## Data extract
* * * * *

//! Trial history - per-scope JSONL record of session events.

use crate::catalog::ScopeCatalog;
use crate::raw_log::append_text;
use anyhow::{Context, Result};
use chrono::{DateTime, Utc};
use netriage_common::{CloseReason, Scope};
use serde::{Deserialize, Serialize};
use std::path::PathBuf;
use tracing::error;

const HISTORY_FILE: &str = "trial_history.jsonl";

#[derive(Debug, Clone, PartialEq, Eq, Serialize, Deserialize)]
#[serde(tag = "event", rename_all = "snake_case")]
pub enum HistoryEvent {
    Start {
        hosts: Vec<String>,
    },
    /// Commands chosen for a host, before dispatch
    Proposal {
        host: String,
        commands: Vec<String>,
        user_text: String,
    },
    Dispatch {
        host: String,
        job_id: String,
        status: String,
    },
    Clarify {
        user_text: String,
        question: String,
    },
    /// A show-log section re-read into the session
    Analyze {
        host: String,
        command: String,
        follow_ups: Vec<String>,
    },
    Close {
        reason: CloseReason,
    },
}

#[derive(Debug, Clone, PartialEq, Eq, Serialize, Deserialize)]
pub struct HistoryRecord {
    pub at: DateTime<Utc>,
    pub session_id: String,
    #[serde(flatten)]
    pub event: HistoryEvent,
}

#[derive(Debug, Clone)]
pub struct TrialHistory {
    catalog: ScopeCatalog,
}

impl TrialHistory {
    pub fn new(catalog: ScopeCatalog) -> Self {
        Self { catalog }
    }

    pub fn path(&self, scope: &Scope) -> PathBuf {
        self.catalog.artifact_dir(scope).join(HISTORY_FILE)
    }

    pub async fn record(&self, scope: &Scope, session_id: &str, event: HistoryEvent) {
        let record = HistoryRecord {
            at: Utc::now(),
            session_id: session_id.to_string(),
            event,
        };
        let result = match serde_json::to_string(&record) {
            Ok(json) => append_text(&self.path(scope), &(json + "\n"), None).await,
            Err(e) => Err(e.into()),
        };
        if let Err(e) = result {
            error!("  Failed to write trial history for {}: {:#}", scope, e);
        }
    }

    /// Markdown transcript of one session.
    pub fn transcript_path(&self, scope: &Scope, session_id: &str) -> PathBuf {
        self.catalog
            .artifact_dir(scope)
            .join(format!("triage_session_{}.md", session_id))
    }

    /// Append one analyzed command section to the session transcript.
    pub async fn append_transcript(
        &self,
        scope: &Scope,
        session_id: &str,
        host: &str,
        command: &str,
        output: &str,
    ) {
        let header = format!("# Triage session {} ({})\n", session_id, scope);
        let entry = format!(
            "\n### Host: {} | Command: {}\n\n```\n{}\n```\n",
            host,
            command,
            output.trim()
        );
        let path = self.transcript_path(scope, session_id);
        if let Err(e) = append_text(&path, &entry, Some(&header)).await {
            error!("  Failed to append transcript {}: {:#}", path.display(), e);
        }
    }

    pub async fn read_all(&self, scope: &Scope) -> Result<Vec<HistoryRecord>> {
        let path = self.path(scope);
        if !path.exists() {
            return Ok(vec![]);
        }
        let content = tokio::fs::read_to_string(&path)
            .await
            .with_context(|| format!("Failed to read {}", path.display()))?;
        Ok(content
            .lines()
            .filter(|line| !line.is_empty())
            .filter_map(|line| serde_json::from_str(line).ok())
            .collect())
    }
}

* * * * *

Give back the opening line of the records above and every line after it, up to and including the one with "pub fn new(catalog: ScopeCatalog)", unchanged.

//! Trial history - per-scope JSONL record of session events.

use crate::catalog::ScopeCatalog;
use crate::raw_log::append_text;
use anyhow::{Context, Result};
use chrono::{DateTime, Utc};
use netriage_common::{CloseReason, Scope};
use serde::{Deserialize, Serialize};
use std::path::PathBuf;
use tracing::error;

const HISTORY_FILE: &str = "trial_history.jsonl";

#[derive(Debug, Clone, PartialEq, Eq, Serialize, Deserialize)]
#[serde(tag = "event", rename_all = "snake_case")]
pub enum HistoryEvent {
    Start {
        hosts: Vec<String>,
    },
    /// Commands chosen for a host, before dispatch
    Proposal {
        host: String,
        commands: Vec<String>,
        user_text: String,
    },
    Dispatch {
        host: String,
        job_id: String,
        status: String,
    },
    Clarify {
        user_text: String,
        question: String,
    },
    /// A show-log section re-read into the session
    Analyze {
        host: String,
        command: String,
        follow_ups: Vec<String>,
    },
    Close {
        reason: CloseReason,
    },
}

#[derive(Debug, Clone, PartialEq, Eq, Serialize, Deserialize)]
pub struct HistoryRecord {
    pub at: DateTime<Utc>,
    pub session_id: String,
    #[serde(flatten)]
    pub event: HistoryEvent,
}

#[derive(Debug, Clone)]
pub struct TrialHistory {
    catalog: ScopeCatalog,
}

impl TrialHistory {
    pub fn new(catalog: ScopeCatalog) -> Self {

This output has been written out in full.